| What you need to do |
Give the number of lines in the data that hold the word "parents", and nothing else.

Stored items
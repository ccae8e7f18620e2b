//! Shopper state in context, and the optimistic edit flow pages share:
//! push the edit, call the server function, then settle or roll back.

use crate::api;
use leptos::prelude::*;
use leptos::server_fn::error::ServerFnError;
use leptos::task::spawn_local;
use maison_cache::{Cache, SessionId};
use maison_commerce::prelude::*;
use maison_store::wishlist::Toggle;
use maison_store::{AppStore, StoreError};
use maison_ui::{use_toasts, Toasts};

/// Put the shopper's store in context. The first render, on the server
/// and during hydration, uses an empty store; once mounted in the browser
/// the store resumes from `localStorage`.
pub fn provide_store() -> RwSignal<AppStore> {
    let store = RwSignal::new(AppStore::new(Cache::in_memory(), SessionId::generate()));
    provide_context(store);
    Effect::new(move |_| resume_into(store));
    store
}

fn resume_into(store: RwSignal<AppStore>) {
    match AppStore::resume(Cache::browser()) {
        Ok(mut resumed) => store.update(|current| {
            // Keep whatever sign-in state arrived first.
            resumed.auth = std::mem::take(&mut current.auth);
            *current = resumed;
        }),
        Err(e) => tracing::warn!(error = %e, "shopper state not restored, keeping an empty store"),
    }
}

pub fn use_store() -> RwSignal<AppStore> {
    use_context::<RwSignal<AppStore>>()
        .unwrap_or_else(|| RwSignal::new(AppStore::new(Cache::in_memory(), SessionId::generate())))
}

/// The message a shopper should see for a failed server call.
pub fn error_message(error: &ServerFnError) -> String {
    match error {
        ServerFnError::ServerError(message) => message.clone(),
        other => other.to_string(),
    }
}

/// Store and toasts captured at component setup, so event handlers can
/// use them without a reactive owner.
#[derive(Clone, Copy)]
pub struct Shop {
    pub store: RwSignal<AppStore>,
    pub toasts: Toasts,
}

pub fn use_shop() -> Shop {
    Shop {
        store: use_store(),
        toasts: use_toasts(),
    }
}

impl Shop {
    /// Apply a local edit, reporting failures as a toast.
    pub fn edit<T>(&self, f: impl FnOnce(&mut AppStore) -> Result<T, StoreError>) -> Option<T> {
        match self.store.try_update(f)? {
            Ok(value) => Some(value),
            Err(e) => {
                self.toasts.error(e.to_string());
                None
            }
        }
    }

    /// Settle an optimistic edit with the server's answer.
    fn settle<T>(
        &self,
        result: Result<T, ServerFnError>,
        apply: impl FnOnce(&mut AppStore, T) -> Result<(), StoreError>,
        rollback: impl FnOnce(&mut AppStore) -> Result<(), StoreError>,
    ) {
        match result {
            Ok(value) => {
                self.edit(|s| apply(s, value));
            }
            Err(e) => {
                self.edit(rollback);
                self.toasts.error(error_message(&e));
            }
        }
    }

    pub fn is_signed_in(&self) -> bool {
        self.store.with_untracked(|s| s.auth.is_authenticated())
    }

    /// Adopt the backend's session, cart and wishlist.
    pub fn sync_session(self) {
        spawn_local(async move {
            let user = api::current_user().await.unwrap_or_else(|e| {
                tracing::warn!(error = %e, "session lookup failed");
                None
            });
            let signed_in = user.is_some();
            self.store.update(|s| s.auth.set_user(user));
            if !signed_in {
                return;
            }
            if let Ok(cart) = api::fetch_cart().await {
                self.edit(|s| s.cart.apply_server(cart, None));
            }
            if let Ok(items) = api::fetch_wishlist().await {
                self.edit(|s| s.wishlist.apply_server(items, None));
            }
        });
    }

    /// Re-read the cart after the backend changed it (order placed).
    pub fn refresh_cart(self) {
        spawn_local(async move {
            match api::fetch_cart().await {
                Ok(cart) => {
                    self.edit(|s| s.cart.apply_server(cart, None));
                }
                Err(e) => tracing::warn!(error = %e, "cart refresh failed"),
            }
        });
    }

    pub fn add_to_bag(self, line: CartLine) {
        let title = line.title.clone();
        let Some((op, body)) = self.edit(|s| s.cart.add(line)) else {
            return;
        };
        self.toasts.success(format!("{title} added to your bag"));
        spawn_local(async move {
            let result = api::add_to_cart(body).await;
            self.settle(result, |s, cart| s.cart.apply_server(cart, Some(op)), |s| s.cart.rollback(op));
        });
    }

    /// Change a line's quantity; zero removes it.
    pub fn set_quantity(self, id: LineItemId, quantity: u32) {
        let Some(op) = self.edit(|s| s.cart.set_quantity(&id, quantity)) else {
            return;
        };
        spawn_local(async move {
            let result = if quantity == 0 {
                api::remove_cart_line(id).await
            } else {
                api::update_cart_quantity(id, quantity).await
            };
            self.settle(result, |s, cart| s.cart.apply_server(cart, Some(op)), |s| s.cart.rollback(op));
        });
    }

    pub fn remove_line(self, id: LineItemId) {
        let Some(op) = self.edit(|s| s.cart.remove(&id)) else {
            return;
        };
        spawn_local(async move {
            let result = api::remove_cart_line(id).await;
            self.settle(result, |s, cart| s.cart.apply_server(cart, Some(op)), |s| s.cart.rollback(op));
        });
    }

    pub fn clear_bag(self) {
        let Some(op) = self.edit(|s| s.cart.clear()) else {
            return;
        };
        spawn_local(async move {
            let result = api::clear_cart().await;
            self.settle(result, |s, cart| s.cart.apply_server(cart, Some(op)), |s| s.cart.rollback(op));
        });
    }

    /// Heart button. Saving needs an account.
    pub fn toggle_wishlist(self, product: Product) {
        if !self.is_signed_in() {
            self.toasts.info("Sign in to save items to your wishlist");
            return;
        }
        let Some((op, toggle)) = self.edit(|s| s.wishlist.toggle(&product)) else {
            return;
        };
        let product_id = product.id;
        spawn_local(async move {
            let result = match toggle {
                Toggle::Added => api::add_to_wishlist(product_id).await,
                Toggle::Removed => api::remove_from_wishlist(product_id).await,
            };
            self.settle(
                result,
                |s, items| s.wishlist.apply_server(items, Some(op)),
                |s| s.wishlist.rollback(op),
            );
        });
    }

    pub fn remove_from_wishlist(self, product_id: ProductId) {
        let Some(op) = self.edit(|s| s.wishlist.remove(&product_id)) else {
            return;
        };
        spawn_local(async move {
            let result = api::remove_from_wishlist(product_id).await;
            self.settle(
                result,
                |s, items| s.wishlist.apply_server(items, Some(op)),
                |s| s.wishlist.rollback(op),
            );
        });
    }

    /// Start a single-item checkout. False when the line was rejected.
    pub fn start_buy_now(self, line: CartLine) -> bool {
        self.edit(|s| s.buy_now.set(line).map(|_| ())).is_some()
    }

    pub fn signed_in(self, user: User) {
        self.store.update(|s| s.login(user));
        self.sync_session();
    }

    pub fn sign_out(self) {
        spawn_local(async move {
            if let Err(e) = api::logout().await {
                tracing::warn!(error = %e, "logout request failed");
            }
            self.edit(AppStore::logout);
            self.toasts.info("You have been signed out");
        });
    }
}
use super::SortableList;
use crate::api::{navigation, save_navigation};
use crate::state::{error_message, use_shop};
use leptos::prelude::*;
use leptos::task::spawn_local;
use maison_commerce::content::{self, NavItem};
use maison_commerce::ids::NavItemId;
use maison_ui::ReorderList;

#[component]
pub fn NavigationPanel() -> impl IntoView {
    let shop = use_shop();
    let loaded = Resource::new(|| (), |_| navigation());
    let list = RwSignal::new(ReorderList::new(Vec::<NavItem>::new()));
    let dirty = RwSignal::new(false);
    let saving = RwSignal::new(false);

    Effect::new(move |_| {
        if let Some(Ok(mut items)) = loaded.get() {
            content::sort_tree(&mut items);
            list.set(ReorderList::new(items));
            dirty.set(false);
        }
    });

    let edit_tree = move |f: &dyn Fn(&mut Vec<NavItem>)| {
        list.update(|l| {
            let mut items = l.items().to_vec();
            f(&mut items);
            content::renumber(&mut items);
            *l = ReorderList::new(items);
        });
        dirty.set(true);
    };
    let remove = move |id: NavItemId| {
        edit_tree(&|items: &mut Vec<NavItem>| {
            content::remove(items, &id);
        })
    };

    let save = move |_| {
        let mut items = list.with_untracked(|l| l.items().to_vec());
        content::renumber(&mut items);
        if let Err(errors) = content::validate_tree(&items) {
            for e in errors {
                shop.toasts.error(e.to_string());
            }
            return;
        }
        saving.set(true);
        spawn_local(async move {
            match save_navigation(items).await {
                Ok(saved) => {
                    list.set(ReorderList::new(saved));
                    dirty.set(false);
                    shop.toasts.success("Navigation saved");
                }
                Err(e) => shop.toasts.error(error_message(&e)),
            }
            saving.set(false);
        });
    };

    view! {
        <h2>"Navigation"</h2>
        <SortableList
            list=list
            key=|item: &NavItem| item.id.to_string()
            label=|item: &NavItem| format!("{} \u{2192} {}", item.label, item.href)
            actions=move |item: NavItem| {
                let id = item.id.clone();
                let children = {
                    let id = id.clone();
                    move || list.with(|l| content::find(l.items(), &id).map(|i| i.children.clone()).unwrap_or_default())
                };
                view! {
                    <button class="link danger" on:click=move |_| remove(id.clone())>"Remove"</button>
                    <ul class="nav-children">
                        {move || children().into_iter().map(|child| {
                            let child_id = child.id.clone();
                            view! {
                                <li>
                                    {child.label} " \u{2192} " {child.href}
                                    <button class="link danger" on:click=move |_| remove(child_id.clone())>"Remove"</button>
                                </li>
                            }
                        }).collect_view()}
                    </ul>
                }
            }
            on_save=Callback::new(move |_| dirty.set(true))
        />
        <AddNavItem
            parents=Signal::derive(move || list.with(|l| l.items().iter().map(|i| (i.id.clone(), i.label.clone())).collect()))
            on_add=Callback::new(move |(parent, item): (Option<NavItemId>, NavItem)| {
                edit_tree(&|items: &mut Vec<NavItem>| match &parent {
                    Some(pid) => {
                        if let Some(p) = items.iter_mut().find(|i| &i.id == pid) {
                            p.children.push(item.clone());
                        }
                    }
                    None => items.push(item.clone()),
                })
            })
        />
        <button class="btn" disabled=move || !dirty.get() || saving.get() on:click=save>
            {move || if saving.get() { "Saving..." } else { "Save navigation" }}
        </button>
    }
}

#[component]
fn AddNavItem(
    #[prop(into)] parents: Signal<Vec<(NavItemId, String)>>,
    on_add: Callback<(Option<NavItemId>, NavItem)>,
) -> impl IntoView {
    let label = RwSignal::new(String::new());
    let href = RwSignal::new(String::new());
    let parent = RwSignal::new(String::new());

    let submit = move |ev: leptos::ev::SubmitEvent| {
        ev.prevent_default();
        let item = NavItem::new(label.get_untracked().trim(), href.get_untracked().trim());
        let parent_id = parent.with_untracked(|p| (!p.is_empty()).then(|| NavItemId::new(p.as_str())));
        on_add.run((parent_id, item));
        label.set(String::new());
        href.set(String::new());
    };

    view! {
        <form class="admin-form inline" on:submit=submit>
            <input
                placeholder="Label"
                prop:value=label
                on:input=move |ev| label.set(event_target_value(&ev))
            />
            <input
                placeholder="/collections/sarees"
                prop:value=href
                on:input=move |ev| href.set(event_target_value(&ev))
            />
            <select on:change=move |ev| parent.set(event_target_value(&ev))>
                <option value="">"Top level"</option>
                {move || parents.get().into_iter().map(|(id, label)| view! {
                    <option value=id.to_string()>{format!("Under {label}")}</option>
                }).collect_view()}
            </select>
            <button class="btn secondary" type="submit">"Add link"</button>
        </form>
    }
}
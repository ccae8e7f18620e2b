//! Responsive windowed carousel.
//!
//! [`breakpoint`] turns viewport width into a cards-per-page count,
//! [`pager`] holds the window and autoplay state, and [`Carousel`] renders
//! them.

pub mod breakpoint;
pub mod component;
pub mod pager;

pub use breakpoint::{Breakpoints, CardsPerView};
pub use component::Carousel;
pub use pager::{ItemWidth, Pager, PagerOptions};
//! One persisted value per shopper session.

use crate::StoreError;
use maison_cache::{cache_key, Cache, SessionId};
use serde::{de::DeserializeOwned, Serialize};

/// A cache entry under `maison:<session>:<name>`.
#[derive(Debug, Clone)]
pub struct Slot {
    cache: Cache,
    key: String,
}

impl Slot {
    pub fn new(cache: Cache, session: &SessionId, name: &str) -> Self {
        Self {
            key: cache_key!("maison", session, name),
            cache,
        }
    }

    pub fn key(&self) -> &str {
        &self.key
    }

    /// Stored value. A value that no longer decodes is dropped and treated
    /// as absent, so a schema change never locks a shopper out.
    pub fn load<T: DeserializeOwned>(&self) -> Result<Option<T>, StoreError> {
        match self.cache.get(&self.key) {
            Ok(value) => Ok(value),
            Err(maison_cache::CacheError::Codec(e)) => {
                tracing::warn!(key = %self.key, error = %e, "discarding unreadable persisted state");
                self.cache.delete(&self.key)?;
                Ok(None)
            }
            Err(e) => Err(e.into()),
        }
    }

    pub fn save<T: Serialize>(&self, value: &T) -> Result<(), StoreError> {
        self.cache.set(&self.key, value)?;
        tracing::trace!(key = %self.key, "state persisted");
        Ok(())
    }

    pub fn clear(&self) -> Result<(), StoreError> {
        self.cache.delete(&self.key)?;
        Ok(())
    }
}

#[cfg(test)]
pub(crate) mod tests {
    use super::*;
    use maison_cache::{CacheError, KvBackend};
    use std::sync::Arc;

    /// Storage that reads as empty and refuses every write.
    struct ReadOnlyBackend;

    impl KvBackend for ReadOnlyBackend {
        fn get(&self, _key: &str) -> Result<Option<Vec<u8>>, CacheError> {
            Ok(None)
        }

        fn set(&self, _key: &str, _value: &[u8]) -> Result<(), CacheError> {
            Err(CacheError::Backend("storage is full".to_string()))
        }

        fn delete(&self, _key: &str) -> Result<(), CacheError> {
            Err(CacheError::Backend("storage is read-only".to_string()))
        }

        fn exists(&self, _key: &str) -> Result<bool, CacheError> {
            Ok(false)
        }

        fn keys(&self) -> Result<Vec<String>, CacheError> {
            Ok(Vec::new())
        }
    }

    pub(crate) fn read_only_cache() -> Cache {
        Cache::with_backend(Arc::new(ReadOnlyBackend))
    }

    #[test]
    fn test_slot_roundtrip_and_key() {
        let cache = Cache::in_memory();
        let slot = Slot::new(cache.clone(), &SessionId::new("sess_1"), "cart");
        assert_eq!(slot.key(), "maison:sess_1:cart");

        slot.save(&vec![1, 2, 3]).unwrap();
        assert_eq!(slot.load::<Vec<u8>>().unwrap(), Some(vec![1, 2, 3]));
        slot.clear().unwrap();
        assert_eq!(slot.load::<Vec<u8>>().unwrap(), None);
    }

    #[test]
    fn test_unreadable_state_is_discarded() {
        let cache = Cache::in_memory();
        let slot = Slot::new(cache.clone(), &SessionId::new("sess_1"), "cart");
        cache.set(slot.key(), &"not a list").unwrap();

        assert_eq!(slot.load::<Vec<u8>>().unwrap(), None);
        assert!(!cache.exists(slot.key()).unwrap());
    }
}
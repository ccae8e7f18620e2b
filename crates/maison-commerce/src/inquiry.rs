//! Contact-form inquiries.

use crate::error::CommerceError;
use crate::ids::InquiryId;
use crate::validate;
use chrono::{DateTime, Utc};
use serde::{Deserialize, Serialize};

#[derive(Debug, Clone, Copy, PartialEq, Eq, Hash, Serialize, Deserialize, Default)]
#[serde(rename_all = "lowercase")]
pub enum InquiryStatus {
    #[default]
    Open,
    Responded,
    Closed,
}

impl InquiryStatus {
    pub const ALL: [InquiryStatus; 3] = [
        InquiryStatus::Open,
        InquiryStatus::Responded,
        InquiryStatus::Closed,
    ];

    pub fn as_str(&self) -> &'static str {
        match self {
            InquiryStatus::Open => "open",
            InquiryStatus::Responded => "responded",
            InquiryStatus::Closed => "closed",
        }
    }

    pub fn from_str(s: &str) -> Option<Self> {
        Self::ALL.into_iter().find(|st| st.as_str() == s)
    }

    pub fn display_name(&self) -> &'static str {
        match self {
            InquiryStatus::Open => "Open",
            InquiryStatus::Responded => "Responded",
            InquiryStatus::Closed => "Closed",
        }
    }
}

#[derive(Debug, Clone, PartialEq, Serialize, Deserialize)]
#[serde(rename_all = "camelCase")]
pub struct Inquiry {
    pub id: InquiryId,
    pub name: String,
    pub email: String,
    #[serde(default)]
    pub phone: Option<String>,
    pub subject: String,
    pub message: String,
    #[serde(default)]
    pub status: InquiryStatus,
    pub created_at: DateTime<Utc>,
}

/// Contact form submission.
#[derive(Debug, Clone, PartialEq, Serialize, Deserialize, Default)]
#[serde(rename_all = "camelCase")]
pub struct NewInquiry {
    pub name: String,
    pub email: String,
    #[serde(default)]
    pub phone: Option<String>,
    pub subject: String,
    pub message: String,
}

impl NewInquiry {
    pub fn validate(&self) -> Result<(), Vec<CommerceError>> {
        validate::collect([
            validate::length("name", &self.name, 2, 80),
            validate::email("email", &self.email),
            validate::optional_phone("phone", self.phone.as_deref()),
            validate::length("subject", &self.subject, 3, 120),
            validate::length("message", &self.message, 10, 4000),
        ])
    }

    /// Trim whitespace and drop a blank phone before sending.
    pub fn normalized(mut self) -> Self {
        self.name = self.name.trim().to_string();
        self.email = self.email.trim().to_lowercase();
        self.phone = self
            .phone
            .map(|p| p.trim().to_string())
            .filter(|p| !p.is_empty());
        self.subject = self.subject.trim().to_string();
        self.message = self.message.trim().to_string();
        self
    }
}
//! Service error types.

use maison_commerce::CommerceError;
use maison_data::FetchError;
use thiserror::Error;

/// Errors returned by service calls.
#[derive(Error, Debug, Clone, PartialEq)]
pub enum ServiceError {
    /// The request failed or the backend rejected it.
    #[error(transparent)]
    Fetch(#[from] FetchError),

    /// Input failed validation; nothing was sent.
    #[error("Invalid input: {}", join_messages(.0))]
    Invalid(Vec<CommerceError>),

    /// A domain rule was violated locally.
    #[error(transparent)]
    Domain(#[from] CommerceError),

    /// A required setting is missing.
    #[error("Not configured: {0}")]
    NotConfigured(&'static str),
}

fn join_messages(errors: &[CommerceError]) -> String {
    errors
        .iter()
        .map(ToString::to_string)
        .collect::<Vec<_>>()
        .join("; ")
}

impl From<Vec<CommerceError>> for ServiceError {
    fn from(errors: Vec<CommerceError>) -> Self {
        ServiceError::Invalid(errors)
    }
}

impl ServiceError {
    /// The session is missing or expired.
    pub fn is_unauthorized(&self) -> bool {
        matches!(self, ServiceError::Fetch(e) if e.is_unauthorized())
    }

    pub fn is_not_found(&self) -> bool {
        matches!(self, ServiceError::Fetch(e) if e.is_not_found())
    }

    /// Message suitable for a toast notification.
    pub fn user_message(&self) -> String {
        match self {
            ServiceError::Fetch(e) => e.user_message(),
            ServiceError::Invalid(errors) => match errors.as_slice() {
                [only] => capitalize(&only.to_string()),
                _ => "Please correct the highlighted fields".to_string(),
            },
            ServiceError::Domain(e) => e.to_string(),
            ServiceError::NotConfigured(_) => "This feature is not available right now".to_string(),
        }
    }

    /// Per-field messages for inline form errors.
    pub fn field_errors(&self) -> Vec<(String, String)> {
        let errors: &[CommerceError] = match self {
            ServiceError::Invalid(errors) => errors,
            ServiceError::Domain(e) => std::slice::from_ref(e),
            _ => &[],
        };
        errors
            .iter()
            .filter_map(|e| match e {
                CommerceError::Validation { field, message } => {
                    Some((field.clone(), message.clone()))
                }
                _ => None,
            })
            .collect()
    }
}

fn capitalize(s: &str) -> String {
    let mut chars = s.chars();
    match chars.next() {
        Some(first) => first.to_uppercase().chain(chars).collect(),
        None => String::new(),
    }
}

/// Result alias for service calls.
pub type ServiceResult<T> = Result<T, ServiceError>;
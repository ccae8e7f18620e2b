//! Product catalog.

use crate::error::ServiceResult;
use crate::segment;
use maison_commerce::catalog::{Page, Product, ProductQuery};
use maison_data::FetchClient;

/// One page of products matching `query`.
pub async fn list(client: &FetchClient, query: &ProductQuery) -> ServiceResult<Page<Product>> {
    let page = client
        .get("/products")
        .query_pairs(query.to_query_pairs())
        .send_data::<Page<Product>>()
        .await?;
    tracing::debug!(total = page.total, page = page.page, "products listed");
    Ok(page)
}

/// A product by handle, or `None` when it does not exist.
pub async fn by_handle(client: &FetchClient, handle: &str) -> ServiceResult<Option<Product>> {
    match client
        .get(format!("/products/{}", segment(handle)))
        .send_data::<Product>()
        .await
    {
        Ok(product) => Ok(Some(product)),
        Err(e) if e.is_not_found() => Ok(None),
        Err(e) => Err(e.into()),
    }
}

/// "You may also like" products, excluding the product itself.
pub async fn related(client: &FetchClient, handle: &str, limit: u32) -> ServiceResult<Vec<Product>> {
    let products: Vec<Product> = client
        .get(format!("/products/{}/related", segment(handle)))
        .query("limit", limit.to_string())
        .send_data()
        .await?;
    Ok(products
        .into_iter()
        .filter(|p| p.handle != handle)
        .take(limit as usize)
        .collect())
}

/// Products of a collection for a homepage carousel.
pub async fn collection(client: &FetchClient, collection: &str, limit: u32) -> ServiceResult<Vec<Product>> {
    let query = ProductQuery::new()
        .in_collection(collection)
        .with_pagination(1, limit);
    Ok(list(client, &query).await?.items)
}

#[cfg(test)]
mod tests {
    use super::*;
    use crate::testing::{client, mock};
    use maison_commerce::catalog::SortOption;
    use serde_json::json;

    fn product_json(handle: &str) -> serde_json::Value {
        json!({
            "id": format!("p-{}", handle),
            "handle": handle,
            "title": handle,
            "price": {"amount": 99900, "currencyCode": "INR"}
        })
    }

    #[tokio::test]
    async fn test_list_sends_query() {
        let mock = mock();
        mock.push_json(200, json!({
            "data": {"items": [product_json("kurta")], "page": 2, "perPage": 12, "total": 13}
        }));

        let query = ProductQuery::new()
            .in_collection("festive")
            .with_sort(SortOption::Newest)
            .with_pagination(2, 12);
        let page = list(&client(&mock), &query).await.unwrap();
        assert_eq!(page.items.len(), 1);
        assert_eq!(page.total_pages(), 2);
        assert!(!page.has_next());

        assert_eq!(
            mock.last_request().unwrap().url(),
            "https://api.test/products?collection=festive&sort=newest&page=2&perPage=12"
        );
    }

    #[tokio::test]
    async fn test_by_handle_not_found_is_none() {
        let mock = mock();
        mock.push_json(404, json!({"message": "Product not found"}));
        mock.push_json(200, product_json("silk scarf"));

        assert!(by_handle(&client(&mock), "gone").await.unwrap().is_none());
        let p = by_handle(&client(&mock), "silk scarf").await.unwrap().unwrap();
        assert_eq!(p.handle, "silk scarf");
        assert_eq!(
            mock.last_request().unwrap().url(),
            "https://api.test/products/silk%20scarf"
        );
    }

    #[tokio::test]
    async fn test_by_handle_server_error_propagates() {
        let mock = mock();
        mock.push_json(500, json!({"message": "boom"}));
        assert!(by_handle(&client(&mock), "x").await.is_err());
    }

    #[tokio::test]
    async fn test_related_excludes_self() {
        let mock = mock();
        mock.push_json(200, json!([product_json("a"), product_json("b"), product_json("c")]));

        let related = related(&client(&mock), "a", 4).await.unwrap();
        let handles: Vec<_> = related.iter().map(|p| p.handle.as_str()).collect();
        assert_eq!(handles, vec!["b", "c"]);
        assert!(mock.last_request().unwrap().url().ends_with("/products/a/related?limit=4"));
    }
}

| Reply |
3